Vidéoclip magnifié

Le Devoir , 19 octobre 2016

« Björk Digital » transpose le travail de l’artiste islandaise en réalité virtuelle

Jusqu’au 12 novembre, la galerie DHC/ART du Vieux-Montréal accueille la rétrospective Björk Digital, une plongée au coeur de l’univers visuel et technologique de la musicienne islandaise qui visitera d’ailleurs Montréal les 25 et 26 octobre prochains, à l’invitation de la Red Bull Music Academy. Au programme de cette exposition, une sélection des vidéoclips de l’artiste, une relecture de son projet d’application musicale Biophilia, ainsi qu’une série de cinq oeuvres en réalité virtuelle inspirées des chansons de son plus récent album, Vulnicura.

En somme, Björk Digital témoigne de l’intérêt que porte l’Islandaise à l’art contemporain et à l’utilisation des technologies numériques.

Suite logique

« Je dirais que cette musicienne a toujours démontré beaucoup d’ouverture pour toutes sortes de formes d’art et qu’à cet égard, la réalité virtuelle est simplement une autre manière pour elle de créer une expérience intimiste avec l’auditoire, tout en conférant à l’artiste visuel un plus grand pouvoir » qu’avec le vidéoclip traditionnel, résume Paul Clay, producteur exécutif de la biennale d’art Festival international de Manchester, qui met sur pied cette exposition itinérante.

Après Sydney, Tokyo et Londres, à Montréal de brancher ses casques de réalité virtuelle (VR) pour les fans de Björk, les premiers intéressés par cette exposition qui ne propose véritablement qu’une seule nouveauté, l’oeuvre Family, dévoilée chez nous en première mondiale.

Réalisée par le vidéaste californien Andrew Thomas Huang, sous la direction artistique de Björk et l’artiste multidisciplinaire new-yorkais James Merry, Family propose de loin la plus captivante, la plus interactive, expérience de réalité virtuelle de l’exposition, alors que de splendides décors synthétiques défilent autour de nous et qu’une sorte de Björk fantomatique chante à nos côtés. D’une durée d’environ huit minutes, l’expérience coiffe les quatre autres oeuvres auparavant présentées dans ce parcours d’une durée approximative d’une heure.

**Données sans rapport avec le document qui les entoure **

/// Session workflow shared by the HTTP handlers.
///
/// Each operation locks one session, applies the domain transition and
/// queues the matching CRM calls:
/// 1. Entry routing and sector selection
/// 2. Quiz answers, classification on completion
/// 3. Lead-capture form submission, insight generation, result
/// 4. Buyer's guide navigation, progressive profile, summary export
use serde::Serialize;
use serde_json::json;

use crate::crm::events;
use crate::entry::{self, EntryDecision, EntryParams};
use crate::errors::AppError;
use crate::forms::{ContactForm, EmailCaptureForm, ProfileForm, Validate};
use crate::guide::{
    BuyersGuide, GuideError, GuideSummary, GuideView, NavigateRequest, NavigationOutcome,
    SectionContent,
};
use crate::handlers::AppState;
use crate::insights::InsightRequest;
use crate::models::{AnswerRequest, Destination, QuizResult, Sector, UserData};
use crate::questions::{self, BUDGET_QUESTION};
use crate::quiz::{AnswerOutcome, FormKind, QuizError};
use crate::scoring;
use crate::session::{PreferencesUpdate, QuizSession, SessionSnapshot, Stage};

#[derive(Debug, Serialize)]
pub struct StartResponse {
    pub entry: EntryDecision,
    pub session: SessionSnapshot,
}

#[derive(Debug, Serialize)]
pub struct AnswerResponse {
    #[serde(flatten)]
    pub outcome: AnswerOutcome,
    pub session: SessionSnapshot,
}

#[derive(Debug, Serialize)]
pub struct NavigationResponse {
    #[serde(flatten)]
    pub outcome: NavigationOutcome,
    pub guide: GuideView,
}

#[derive(Debug, Serialize)]
pub struct ProfileResponse {
    pub moved_to: Option<u8>,
    pub guide: GuideView,
}

#[derive(Debug, Serialize)]
pub struct SummaryResponse {
    pub summary: GuideSummary,
    pub text: String,
}

#[derive(Debug, Serialize)]
pub struct DownloadResponse {
    pub filename: String,
}

impl From<QuizError> for AppError {
    fn from(err: QuizError) -> Self {
        match err {
            QuizError::UnknownOption { .. } => AppError::BadRequest(err.to_string()),
            _ => AppError::Conflict(err.to_string()),
        }
    }
}

impl From<GuideError> for AppError {
    fn from(err: GuideError) -> Self {
        match err {
            GuideError::UnknownSection(_) => AppError::NotFound(err.to_string()),
            GuideError::Validation(errors) => AppError::Validation(errors),
            _ => AppError::Conflict(err.to_string()),
        }
    }
}

/// Creates a session and applies URL-driven sector detection.
pub async fn start_session(state: &AppState, params: EntryParams) -> StartResponse {
    let params = params.resolved();
    let decision = entry::route_entry(&params);

    let shared = state.sessions.create().await;
    let mut session = shared.lock().await;

    if let Some(sector) = decision.sector {
        // A fresh session always accepts a sector.
        if session.select_sector(sector).is_ok() {
            tracing::info!("Session {} entered quiz directly as {}", session.id, sector);
            state.crm.track(
                &session.id,
                events::SECTOR_SELECTED,
                json!({ "sector": sector.as_str(), "source": "url" }),
            );
        }
    }

    StartResponse {
        entry: decision,
        session: session.snapshot(),
    }
}

pub async fn snapshot(state: &AppState, id: &str) -> Result<SessionSnapshot, AppError> {
    let shared = state.sessions.get(id).await?;
    let session = shared.lock().await;
    Ok(session.snapshot())
}

pub async fn choose_sector(
    state: &AppState,
    id: &str,
    sector: Sector,
) -> Result<SessionSnapshot, AppError> {
    let shared = state.sessions.get(id).await?;
    let mut session = shared.lock().await;

    let changed = session.sector != Some(sector);
    session.select_sector(sector)?;
    if changed {
        state.crm.track(
            id,
            events::SECTOR_SELECTED,
            json!({ "sector": sector.as_str(), "source": "landing" }),
        );
    }

    Ok(session.snapshot())
}

pub async fn update_preferences(
    state: &AppState,
    id: &str,
    update: PreferencesUpdate,
) -> Result<SessionSnapshot, AppError> {
    let shared = state.sessions.get(id).await?;
    let mut session = shared.lock().await;
    session.apply_preferences(update);
    Ok(session.snapshot())
}

pub async fn record_answer(
    state: &AppState,
    id: &str,
    request: AnswerRequest,
) -> Result<AnswerResponse, AppError> {
    let shared = state.sessions.get(id).await?;
    let mut session = shared.lock().await;

    session.require_sector()?;
    if session.stage != Stage::Quiz {
        return Err(AppError::Conflict("quiz is not in progress".to_string()));
    }

    let outcome = session.quiz.answer(request.question_index, &request.value)?;
    let question = &questions::all()[request.question_index];
    let points = session
        .quiz
        .answers()
        .get(&request.question_index)
        .map(|a| a.points)
        .unwrap_or(0);

    tracing::debug!(
        "Session {} answered Q{} = {} ({} pts)",
        id,
        request.question_index,
        request.value,
        points
    );
    state.crm.track(
        id,
        events::QUESTION_ANSWERED,
        json!({
            "question_index": request.question_index,
            "category": question.category,
            "value": request.value,
            "points": points,
        }),
    );

    if let AnswerOutcome::Completed { form } = outcome {
        annotate_classification(&mut session);
        let score = session.user_data.assessment_score.unwrap_or(0);
        let status = session.user_data.lead_status;

        tracing::info!(
            "Session {} completed quiz: score {} ({:?}), showing {} form",
            id,
            score,
            status,
            form.as_str()
        );
        state.crm.upsert_contact(id, &session.user_data);
        state.crm.track(
            id,
            events::QUIZ_COMPLETED,
            json!({ "score": score, "lead_status": status }),
        );
        state
            .crm
            .track(id, events::FORM_SHOWN, json!({ "form": form.as_str() }));
    }

    Ok(AnswerResponse {
        outcome,
        session: session.snapshot(),
    })
}

/// Attaches score, lead status, lifecycle stage and timeline to the lead.
fn annotate_classification(session: &mut QuizSession) {
    let answers = session.quiz.answers();
    let score = scoring::total_score(answers);
    let status = scoring::classify(score);
    let timeline = answers
        .get(&BUDGET_QUESTION)
        .and_then(|a| questions::timeline_for(&a.value))
        .map(str::to_string);

    session.user_data.merge(UserData {
        assessment_score: Some(score),
        lead_status: Some(status),
        lifecycle_stage: Some(scoring::lifecycle_stage(status)),
        timeline,
        ..Default::default()
    });
}

pub async fn finish_transition(state: &AppState, id: &str) -> Result<SessionSnapshot, AppError> {
    let shared = state.sessions.get(id).await?;
    let mut session = shared.lock().await;
    session.quiz.complete_transition()?;
    Ok(session.snapshot())
}

fn require_pending_form(session: &QuizSession, expected: FormKind) -> Result<(), AppError> {
    match session.pending_form() {
        Some(form) if form == expected => Ok(()),
        Some(form) => Err(AppError::Conflict(format!(
            "the {} form is pending, not {}",
            form.as_str(),
            expected.as_str()
        ))),
        None => Err(AppError::Conflict(
            "no lead-capture form is pending".to_string(),
        )),
    }
}

pub async fn submit_contact_form(
    state: &AppState,
    id: &str,
    form: ContactForm,
) -> Result<QuizResult, AppError> {
    let shared = state.sessions.get(id).await?;
    let mut session = shared.lock().await;

    require_pending_form(&session, FormKind::Contact)?;
    form.validate()?;
    finish_quiz(state, &mut session, FormKind::Contact, form.into_user_data()).await
}

pub async fn submit_email_capture(
    state: &AppState,
    id: &str,
    form: EmailCaptureForm,
) -> Result<QuizResult, AppError> {
    let shared = state.sessions.get(id).await?;
    let mut session = shared.lock().await;

    require_pending_form(&session, FormKind::EmailCapture)?;
    form.validate()?;
    finish_quiz(
        state,
        &mut session,
        FormKind::EmailCapture,
        form.into_user_data(),
    )
    .await
}

/// Builds the terminal result. Insight failures never block it.
async fn finish_quiz(
    state: &AppState,
    session: &mut QuizSession,
    form: FormKind,
    form_data: UserData,
) -> Result<QuizResult, AppError> {
    if session.result.is_some() {
        return Err(AppError::Conflict("quiz result already recorded".to_string()));
    }
    let sector = session.require_sector()?;
    session.user_data.merge(form_data);

    let questions = session.quiz.questions();
    let answers = session.quiz.answers().clone();
    let score = scoring::total_score(&answers);
    let max_score = scoring::max_score(questions);
    let lead_status = scoring::classify(score);

    let insight = state
        .insights
        .generate(InsightRequest {
            sector,
            score,
            max_score,
            questions,
            answers: &answers,
        })
        .await;

    let destination = match form {
        FormKind::Contact => Destination::Confirmation,
        FormKind::EmailCapture => Destination::BuyersGuide,
    };

    let result = QuizResult {
        user_data: session.user_data.clone(),
        lead_status,
        score,
        max_score,
        score_percentage: scoring::score_percentage(score, max_score),
        category_breakdown: scoring::category_breakdown(questions, &answers),
        answers,
        insights: insight.insights,
        insights_error: insight.error,
        destination,
        completed_at: chrono::Utc::now(),
    };

    session.result = Some(result.clone());
    session.stage = match destination {
        Destination::Confirmation => Stage::Confirmation,
        Destination::BuyersGuide => Stage::BuyersGuide,
    };

    state.crm.upsert_contact(&session.id, &session.user_data);
    state.crm.track(
        &session.id,
        events::FORM_SUBMITTED,
        json!({
            "form": form.as_str(),
            "score": score,
            "lead_status": lead_status,
            "insights": result.insights.is_some(),
        }),
    );

    if destination == Destination::BuyersGuide {
        session.guide = Some(BuyersGuide::new(session.user_data.clone()));
        state
            .crm
            .track(&session.id, events::SECTION_VIEWED, json!({ "section": 1 }));
    }

    tracing::info!(
        "Session {} finished: {} lead, {}/{}, destination {:?}",
        session.id,
        lead_status,
        score,
        max_score,
        destination
    );

    Ok(result)
}

pub async fn result(state: &AppState, id: &str) -> Result<QuizResult, AppError> {
    let shared = state.sessions.get(id).await?;
    let session = shared.lock().await;
    session.result().cloned()
}

pub async fn guide_view(state: &AppState, id: &str) -> Result<GuideView, AppError> {
    let shared = state.sessions.get(id).await?;
    let session = shared.lock().await;
    Ok(session.guide()?.view())
}

pub async fn guide_section(
    state: &AppState,
    id: &str,
    number: u8,
) -> Result<SectionContent, AppError> {
    let shared = state.sessions.get(id).await?;
    let session = shared.lock().await;
    let sector = session.require_sector()?;
    Ok(session.guide()?.content(number, sector)?)
}

pub async fn navigate_guide(
    state: &AppState,
    id: &str,
    request: NavigateRequest,
) -> Result<NavigationResponse, AppError> {
    let shared = state.sessions.get(id).await?;
    let mut session = shared.lock().await;
    let guide = session.guide_mut()?;

    let outcome = guide.apply(request)?;
    match outcome {
        NavigationOutcome::Moved { section } => {
            state
                .crm
                .track(id, events::SECTION_VIEWED, json!({ "section": section }));
        }
        NavigationOutcome::Unchanged { .. } => {}
        NavigationOutcome::ProfileRequired { requested } => {
            state.crm.track(
                id,
                events::PROFILE_GATE_SHOWN,
                json!({ "requested_section": requested }),
            );
        }
    }

    Ok(NavigationResponse {
        outcome,
        guide: guide.view(),
    })
}

pub async fn submit_profile(
    state: &AppState,
    id: &str,
    form: ProfileForm,
) -> Result<ProfileResponse, AppError> {
    let shared = state.sessions.get(id).await?;
    let mut session = shared.lock().await;
    let guide = session.guide_mut()?;

    let moved_to = guide.submit_profile(form)?;
    let working = guide.user_data().clone();
    let view = guide.view();

    state.crm.upsert_contact(id, &working);
    state.crm.track(id, events::PROFILE_COMPLETED, json!({}));
    if let Some(section) = moved_to {
        state
            .crm
            .track(id, events::SECTION_VIEWED, json!({ "section": section }));
    }
    session.user_data.merge(working);

    Ok(ProfileResponse {
        moved_to,
        guide: view,
    })
}

pub async fn guide_summary(state: &AppState, id: &str) -> Result<SummaryResponse, AppError> {
    let shared = state.sessions.get(id).await?;
    let session = shared.lock().await;

    let summary = GuideSummary::build(session.result()?, session.guide()?, session.require_sector()?);
    let text = summary.render_text();
    Ok(SummaryResponse { summary, text })
}

pub async fn record_summary_download(
    state: &AppState,
    id: &str,
) -> Result<DownloadResponse, AppError> {
    let summary = guide_summary(state, id).await?.summary;

    state.crm.track(
        id,
        events::PDF_DOWNLOADED,
        json!({ "filename": summary.export_filename }),
    );

    Ok(DownloadResponse {
        filename: summary.export_filename,
    })
}

/// Clears the session and starts a fresh one with a new id.
pub async fn reset_session(state: &AppState, id: &str) -> Result<SessionSnapshot, AppError> {
    state.sessions.get(id).await?;
    state.sessions.remove(id).await;
    state.crm.track(id, events::SESSION_RESET, json!({}));

    let shared = state.sessions.create().await;
    let session = shared.lock().await;
    tracing::info!("Session {} reset, new session {}", id, session.id);
    Ok(session.snapshot())
}
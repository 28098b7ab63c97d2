// Domain-layer modules and shared errors/models
pub mod models {
    pub use crate::models::*;
}

pub mod questions {
    pub use crate::questions::*;
}

pub mod quiz {
    pub use crate::quiz::*;
}

pub mod scoring {
    pub use crate::scoring::*;
}

pub mod forms {
    pub use crate::forms::*;
}

pub mod guide {
    pub use crate::guide::*;
}

pub mod entry {
    pub use crate::entry::*;
}

pub mod session {
    pub use crate::session::*;
}

pub mod errors {
    pub use crate::errors::*;
}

Or, les initiés de l’oeuvre de la musicienne islandaise auront sans doute déjà tout assimilé du reste de cette exposition. Les deux autres réalisations de Thomas Huang, Black Lake et Stonemilker, peuvent déjà être consultées sur YouTube ; la version en réalité virtuelle du clip de Black Lake (une commande du Museum of Modern Arts de New York) n’apporte pas grand-chose de nouveau à la version 2D que nous connaissions déjà, alors que la seule valeur ajoutée au clip VR de Stonemilker est de pouvoir l’écouter avec le casque approprié (ceux qui le possèdent déjà peuvent vivre l’expérience sur youtube.com). De la même manière, la version VR de Mouth Mantra ne se démarque pas franchement de sa version vidéoclip ; en contrepartie, l’expérience virtuelle du clip de Quicksand est nettement plus saisissante, fusionnant une performance live de l’artiste avec des images de synthèse.

Balbutiements

« En tant qu’outil de création artistique, on n’est encore qu’au début de l’utilisation de la technologie de la réalité virtuelle », estime Paul Clay, qui prédit que les artistes sauront bientôt utiliser tout le potentiel de ces technologies. Pour l’heure, Björk Digital passe pour une sorte de version magnifiée du bon vieux vidéoclip. Or, s’il faut saluer l’enthousiasme de la musicienne islandaise pour ces nouveaux outils de création, la sélection de vidéoclips présentés sur grand écran et en haute résolution audio constitue une preuve encore plus convaincante de la richesse de l’imaginaire et de l’esthétique que Björk a su déployer ces vingt dernières années.